Femtosecond laser assisted cataract surgery (FLACS)

The FLACS technique utilizes lasers to assist in the creation of cleavage planes with real-time intraoperative imaging[5][30]. It is thought that the procedure may provide greater precision compared to the manual performance of surgical techniques such as the capsulorrhexis. The technique also reduces the effective phaco energy and time for nuclear fragmentation[30]. While these advantages are attractive, in the setting of a post vitrectomized eye, there appears to be little evidence of benefit in selecting FLACS over the traditional phaco technique[31][10]. Additionally, FLACS may be cost prohibitive for many patients with little advantage over traditional methods[19][30].

Post-operative Complications

Patients who develop or have progression of cataracts following vitrectomy have the option of elective cataract surgery. Despite removing the cataract, some patients may continue to have poor VA due to their baseline retinal pathology. Defining the success of the intervention is relative to the initial state of the patient and may or may not improve VA. As with any ocular surgery, there is a risk of infection (endophthalmitis), inflammation, and bleeding[5]. A few of the post operative complications that appear to be closely associated with cataract surgery post-PPV include cystoid macular edema (CME), retinal detachment, and posterior capsular opacities[26][32][33][34].

The development of CME is theorized to occur because of the increased susceptibility of vitrectomized eyes to the toxokinetics of intravitreal antibiotics and the changes in hydrostatic pressures in the eye[33]. This complication may be prevented with peri-operative topical anti-inflammatory or steroid drugs[33][19]. The prognosis is favorable as most post-PPV CME resolves within a few weeks[35].

Retinal detachment has been reported in approximately 2-8% of vitrectomized eyes following cataract surgery[26][34]. A study of 100 post-PPV eyes found that four presented with a retinal detachment following phaco[34]. Notably, all the eyes with retinal detachment after phaco had the initial PPV performed as a part of the management of previous retinal detachment. Another contributing factor to consider may be the increased traction on the retina due to removal of the vitreous fluid.
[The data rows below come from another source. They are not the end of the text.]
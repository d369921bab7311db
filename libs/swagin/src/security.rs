//! Security schemes. Each scheme contributes a `securitySchemes` entry to the
//! document and a request-time check that runs before the route's
//! middlewares, binding and handler.

use std::collections::BTreeMap;
use std::sync::Arc;

use async_trait::async_trait;
use axum::extract::Request;
use axum::http::{header, request::Parts, StatusCode};
use axum::middleware::Next;
use axum::response::{IntoResponse, Response};
use base64::Engine as _;
use thiserror::Error;

use crate::openapi::{
    OAuthFlows, ParameterLocation, SecurityRequirement, SecurityScheme, SecuritySchemeType,
};
use crate::problem::{Problem, ProblemResponse};
use crate::request_id;

pub const BASIC_AUTH: &str = "BasicAuth";
pub const BEARER_AUTH: &str = "BearerAuth";
pub const API_KEY_AUTH: &str = "ApiKeyAuth";
pub const OPENID_AUTH: &str = "OpenIDAuth";
pub const OAUTH2_AUTH: &str = "OAuth2Auth";

/// What a successful check extracted from the request. Stored in request
/// extensions for handlers to read.
#[derive(Debug, Clone, PartialEq, Eq)]
pub enum Credentials {
    Basic { username: String, password: String },
    Token(String),
    ApiKey(String),
}

#[derive(Debug, Error, PartialEq, Eq)]
pub enum AuthError {
    #[error("missing credentials: {0}")]
    Missing(&'static str),
    #[error("malformed credentials: {0}")]
    Malformed(&'static str),
    #[error("credentials rejected")]
    Rejected,
}

/// Accepts or rejects extracted credentials.
pub type Verifier = Arc<dyn Fn(&Credentials) -> bool + Send + Sync>;

#[async_trait]
pub trait Security: Send + Sync + 'static {
    /// Key of the scheme under `components.securitySchemes`.
    fn provider(&self) -> &str;

    fn scheme(&self) -> SecurityScheme;

    async fn authorize(&self, parts: &Parts) -> Result<Credentials, AuthError>;

    /// Applies the outcome of [`authorize`](Self::authorize). `Err` carries
    /// the response that ends the request.
    async fn callback(
        &self,
        parts: &mut Parts,
        outcome: Result<Credentials, AuthError>,
    ) -> Result<(), Response> {
        match outcome {
            Ok(credentials) => {
                parts.extensions.insert(credentials);
                Ok(())
            }
            Err(err) => {
                tracing::debug!(provider = self.provider(), error = %err, "request not authorized");
                let problem = Problem::new(StatusCode::UNAUTHORIZED, err.to_string())
                    .with_code("UNAUTHORIZED")
                    .with_instance(parts.uri.path())
                    .with_request_id(request_id::from_headers(&parts.headers));
                Err(ProblemResponse(problem).into_response())
            }
        }
    }
}

fn verified(verifier: &Option<Verifier>, credentials: Credentials) -> Result<Credentials, AuthError> {
    match verifier {
        Some(verify) if !verify(&credentials) => Err(AuthError::Rejected),
        _ => Ok(credentials),
    }
}

fn authorization<'a>(parts: &'a Parts, scheme: &'static str) -> Result<&'a str, AuthError> {
    let value = parts
        .headers
        .get(header::AUTHORIZATION)
        .ok_or(AuthError::Missing("authorization header"))?
        .to_str()
        .map_err(|_| AuthError::Malformed("authorization header is not ASCII"))?;
    match value.split_once(' ') {
        Some((name, rest)) if name.eq_ignore_ascii_case(scheme) => Ok(rest.trim()),
        _ => Err(AuthError::Malformed("unexpected authorization scheme")),
    }
}

fn bearer_token(parts: &Parts) -> Result<Credentials, AuthError> {
    let token = authorization(parts, "Bearer")?;
    if token.is_empty() {
        return Err(AuthError::Missing("bearer token"));
    }
    Ok(Credentials::Token(token.to_owned()))
}

/// HTTP basic authentication.
#[derive(Clone, Default)]
pub struct HttpBasic {
    verifier: Option<Verifier>,
}

impl HttpBasic {
    pub fn new() -> Self {
        Self::default()
    }

    pub fn verify(mut self, f: impl Fn(&Credentials) -> bool + Send + Sync + 'static) -> Self {
        self.verifier = Some(Arc::new(f));
        self
    }
}

#[async_trait]
impl Security for HttpBasic {
    fn provider(&self) -> &str {
        BASIC_AUTH
    }

    fn scheme(&self) -> SecurityScheme {
        SecurityScheme {
            scheme: Some("basic".into()),
            ..SecurityScheme::new(SecuritySchemeType::Http)
        }
    }

    async fn authorize(&self, parts: &Parts) -> Result<Credentials, AuthError> {
        let encoded = authorization(parts, "Basic")?;
        let decoded = base64::engine::general_purpose::STANDARD
            .decode(encoded)
            .map_err(|_| AuthError::Malformed("basic credentials are not base64"))?;
        let decoded = String::from_utf8(decoded)
            .map_err(|_| AuthError::Malformed("basic credentials are not UTF-8"))?;
        let (username, password) = decoded
            .split_once(':')
            .ok_or(AuthError::Malformed("basic credentials lack a colon"))?;
        verified(
            &self.verifier,
            Credentials::Basic {
                username: username.to_owned(),
                password: password.to_owned(),
            },
        )
    }
}

/// HTTP bearer authentication.
#[derive(Clone, Default)]
pub struct HttpBearer {
    bearer_format: Option<String>,
    verifier: Option<Verifier>,
}

impl HttpBearer {
    pub fn new() -> Self {
        Self::default()
    }

    /// Documented token format, e.g. `JWT`.
    pub fn bearer_format(mut self, format: impl Into<String>) -> Self {
        self.bearer_format = Some(format.into());
        self
    }

    pub fn verify(mut self, f: impl Fn(&Credentials) -> bool + Send + Sync + 'static) -> Self {
        self.verifier = Some(Arc::new(f));
        self
    }
}

#[async_trait]
impl Security for HttpBearer {
    fn provider(&self) -> &str {
        BEARER_AUTH
    }

    fn scheme(&self) -> SecurityScheme {
        SecurityScheme {
            scheme: Some("bearer".into()),
            bearer_format: self.bearer_format.clone(),
            ..SecurityScheme::new(SecuritySchemeType::Http)
        }
    }

    async fn authorize(&self, parts: &Parts) -> Result<Credentials, AuthError> {
        verified(&self.verifier, bearer_token(parts)?)
    }
}

/// API key carried in a header, a query parameter or a cookie.
#[derive(Clone)]
pub struct ApiKey {
    name: String,
    location: ParameterLocation,
    verifier: Option<Verifier>,
}

impl ApiKey {
    pub fn header(name: impl Into<String>) -> Self {
        Self::at(name, ParameterLocation::Header)
    }

    pub fn query(name: impl Into<String>) -> Self {
        Self::at(name, ParameterLocation::Query)
    }

    pub fn cookie(name: impl Into<String>) -> Self {
        Self::at(name, ParameterLocation::Cookie)
    }

    fn at(name: impl Into<String>, location: ParameterLocation) -> Self {
        Self {
            name: name.into(),
            location,
            verifier: None,
        }
    }

    pub fn verify(mut self, f: impl Fn(&Credentials) -> bool + Send + Sync + 'static) -> Self {
        self.verifier = Some(Arc::new(f));
        self
    }

    fn extract(&self, parts: &Parts) -> Option<String> {
        match self.location {
            ParameterLocation::Header => parts
                .headers
                .get(self.name.as_str())
                .and_then(|v| v.to_str().ok())
                .map(str::to_owned),
            ParameterLocation::Query => form_urlencoded::parse(
                parts.uri.query().unwrap_or_default().as_bytes(),
            )
            .find(|(k, _)| k == self.name.as_str())
            .map(|(_, v)| v.into_owned()),
            ParameterLocation::Cookie => parts
                .headers
                .get_all(header::COOKIE)
                .iter()
                .filter_map(|v| v.to_str().ok())
                .flat_map(|raw| raw.split(';'))
                .filter_map(|pair| pair.trim().split_once('='))
                .find(|(k, _)| *k == self.name)
                .map(|(_, v)| v.to_owned()),
            ParameterLocation::Path => None,
        }
    }
}

#[async_trait]
impl Security for ApiKey {
    fn provider(&self) -> &str {
        API_KEY_AUTH
    }

    fn scheme(&self) -> SecurityScheme {
        SecurityScheme {
            name: Some(self.name.clone()),
            location: Some(self.location),
            ..SecurityScheme::new(SecuritySchemeType::ApiKey)
        }
    }

    async fn authorize(&self, parts: &Parts) -> Result<Credentials, AuthError> {
        let key = self
            .extract(parts)
            .filter(|k| !k.is_empty())
            .ok_or(AuthError::Missing("api key"))?;
        verified(&self.verifier, Credentials::ApiKey(key))
    }
}

/// OpenID Connect discovery; requests carry a bearer token.
#[derive(Clone)]
pub struct OpenIdConnect {
    url: String,
    verifier: Option<Verifier>,
}

impl OpenIdConnect {
    pub fn new(open_id_connect_url: impl Into<String>) -> Self {
        Self {
            url: open_id_connect_url.into(),
            verifier: None,
        }
    }

    pub fn verify(mut self, f: impl Fn(&Credentials) -> bool + Send + Sync + 'static) -> Self {
        self.verifier = Some(Arc::new(f));
        self
    }
}

#[async_trait]
impl Security for OpenIdConnect {
    fn provider(&self) -> &str {
        OPENID_AUTH
    }

    fn scheme(&self) -> SecurityScheme {
        SecurityScheme {
            open_id_connect_url: Some(self.url.clone()),
            ..SecurityScheme::new(SecuritySchemeType::OpenIdConnect)
        }
    }

    async fn authorize(&self, parts: &Parts) -> Result<Credentials, AuthError> {
        verified(&self.verifier, bearer_token(parts)?)
    }
}

/// OAuth2 with the documented flows; requests carry a bearer token.
#[derive(Clone, Default)]
pub struct OAuth2 {
    flows: OAuthFlows,
    verifier: Option<Verifier>,
}

impl OAuth2 {
    pub fn new(flows: OAuthFlows) -> Self {
        Self {
            flows,
            verifier: None,
        }
    }

    pub fn verify(mut self, f: impl Fn(&Credentials) -> bool + Send + Sync + 'static) -> Self {
        self.verifier = Some(Arc::new(f));
        self
    }
}

#[async_trait]
impl Security for OAuth2 {
    fn provider(&self) -> &str {
        OAUTH2_AUTH
    }

    fn scheme(&self) -> SecurityScheme {
        SecurityScheme {
            flows: Some(self.flows.clone()),
            ..SecurityScheme::new(SecuritySchemeType::OAuth2)
        }
    }

    async fn authorize(&self, parts: &Parts) -> Result<Credentials, AuthError> {
        verified(&self.verifier, bearer_token(parts)?)
    }
}

/// Runs every check in order; the first failure ends the request.
pub(crate) async fn gate(securities: Arc<[Arc<dyn Security>]>, req: Request, next: Next) -> Response {
    let (mut parts, body) = req.into_parts();
    for security in securities.iter() {
        let outcome = security.authorize(&parts).await;
        if let Err(rejection) = security.callback(&mut parts, outcome).await {
            return rejection;
        }
    }
    next.run(Request::from_parts(parts, body)).await
}

/// Requirement objects for an operation, one per scheme with no scopes.
pub(crate) fn requirements(securities: &[Arc<dyn Security>]) -> Vec<SecurityRequirement> {
    securities
        .iter()
        .map(|s| BTreeMap::from([(s.provider().to_owned(), Vec::new())]))
        .collect()
}

#[cfg(test)]
mod tests {
    use super::*;
    use axum::http::StatusCode;

    fn parts(name: &str, value: &str, uri: &str) -> Parts {
        axum::http::Request::builder()
            .uri(uri)
            .header(name, value)
            .body(())
            .unwrap()
            .into_parts()
            .0
    }

    #[tokio::test]
    async fn basic_credentials_are_decoded() {
        // "ann:secret"
        let p = parts("authorization", "Basic YW5uOnNlY3JldA==", "/");
        let credentials = HttpBasic::new().authorize(&p).await.unwrap();
        assert_eq!(
            credentials,
            Credentials::Basic {
                username: "ann".into(),
                password: "secret".into()
            }
        );
    }

    #[tokio::test]
    async fn verifier_can_reject() {
        let p = parts("authorization", "Bearer nope", "/");
        let bearer = HttpBearer::new().verify(|c| *c == Credentials::Token("ok".into()));
        assert_eq!(bearer.authorize(&p).await, Err(AuthError::Rejected));
    }

    #[tokio::test]
    async fn api_key_locations() {
        let p = parts("x-api-key", "k1", "/?key=k2");
        assert_eq!(
            ApiKey::header("X-API-Key").authorize(&p).await,
            Ok(Credentials::ApiKey("k1".into()))
        );
        assert_eq!(
            ApiKey::query("key").authorize(&p).await,
            Ok(Credentials::ApiKey("k2".into()))
        );
        let p = parts("cookie", "a=1; key=k3", "/");
        assert_eq!(
            ApiKey::cookie("key").authorize(&p).await,
            Ok(Credentials::ApiKey("k3".into()))
        );
    }

    #[tokio::test]
    async fn default_callback_stores_credentials_or_answers_401() {
        let bearer = HttpBearer::new();
        let mut p = parts("authorization", "Bearer t", "/items");
        bearer
            .callback(&mut p, Ok(Credentials::Token("t".into())))
            .await
            .unwrap();
        assert_eq!(
            p.extensions.get::<Credentials>(),
            Some(&Credentials::Token("t".into()))
        );

        let response = bearer
            .callback(&mut p, Err(AuthError::Missing("bearer token")))
            .await
            .unwrap_err();
        assert_eq!(response.status(), StatusCode::UNAUTHORIZED);
    }

    #[test]
    fn schemes_describe_themselves() {
        let scheme = ApiKey::cookie("sid").scheme();
        assert_eq!(scheme.scheme_type, SecuritySchemeType::ApiKey);
        assert_eq!(scheme.location, Some(ParameterLocation::Cookie));
        assert_eq!(HttpBasic::new().scheme().scheme.as_deref(), Some("basic"));
        let value = serde_json::to_value(OpenIdConnect::new("https://id/.well-known").scheme()).unwrap();
        assert_eq!(value["type"], "openIdConnect");
        assert_eq!(value["openIdConnectUrl"], "https://id/.well-known");
    }
}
The careful examination of the retina via ocular imaging prior to cataract surgery, especially in the setting of a previous retinal detachment, is recommended[26][34].

Posterior capsular opacities form after cataract surgery at a greater rate in post-PPV eyes[26][32]. This is seen more often a few weeks after PPV. The use of gas or silicone oil tamponade after PPV is also associated with an increased risk of a permanent posterior capsular opacity[26][32]. There are currently no preventative measures, but the traditional management of posterior capsular opacities may be followed by way of YAG laser treatment[36].


The prognosis of a post-vitrectomy patient following cataract surgery is variable and dependent on the underlying retinal pathology. Overall, most patients had an improvement in VA[26][37][2]. In a study performed by Soliman et al., the outcomes of vitrectomized versus non-vitrectomized (control group) eyes after phacoemulsification cataract removal noted an improvement in VA. Additionally, eyes with a history of vitrectomy had a worse mean postoperative vision of 0.2 logMAR units along with an increased rate of postoperative zonular dialysis and dropped nuclear fragments[2].


As the indications and utilization of PPV continues to rise, it is important to be aware of the possible complications associated with the procedure. PPV is a known risk factor for the progression and development of cataracts. Cataract surgery is generally more difficult in the setting of previous PPV due to changes in ocular anatomy, altered fluid dynamics, and inflammatory changes. The decision to proceed with surgical intervention is made through careful evaluation by the physician, considering the specific clinical presentation. A shared decision-making process with the patient is essential in making an informed selection of surgical technique.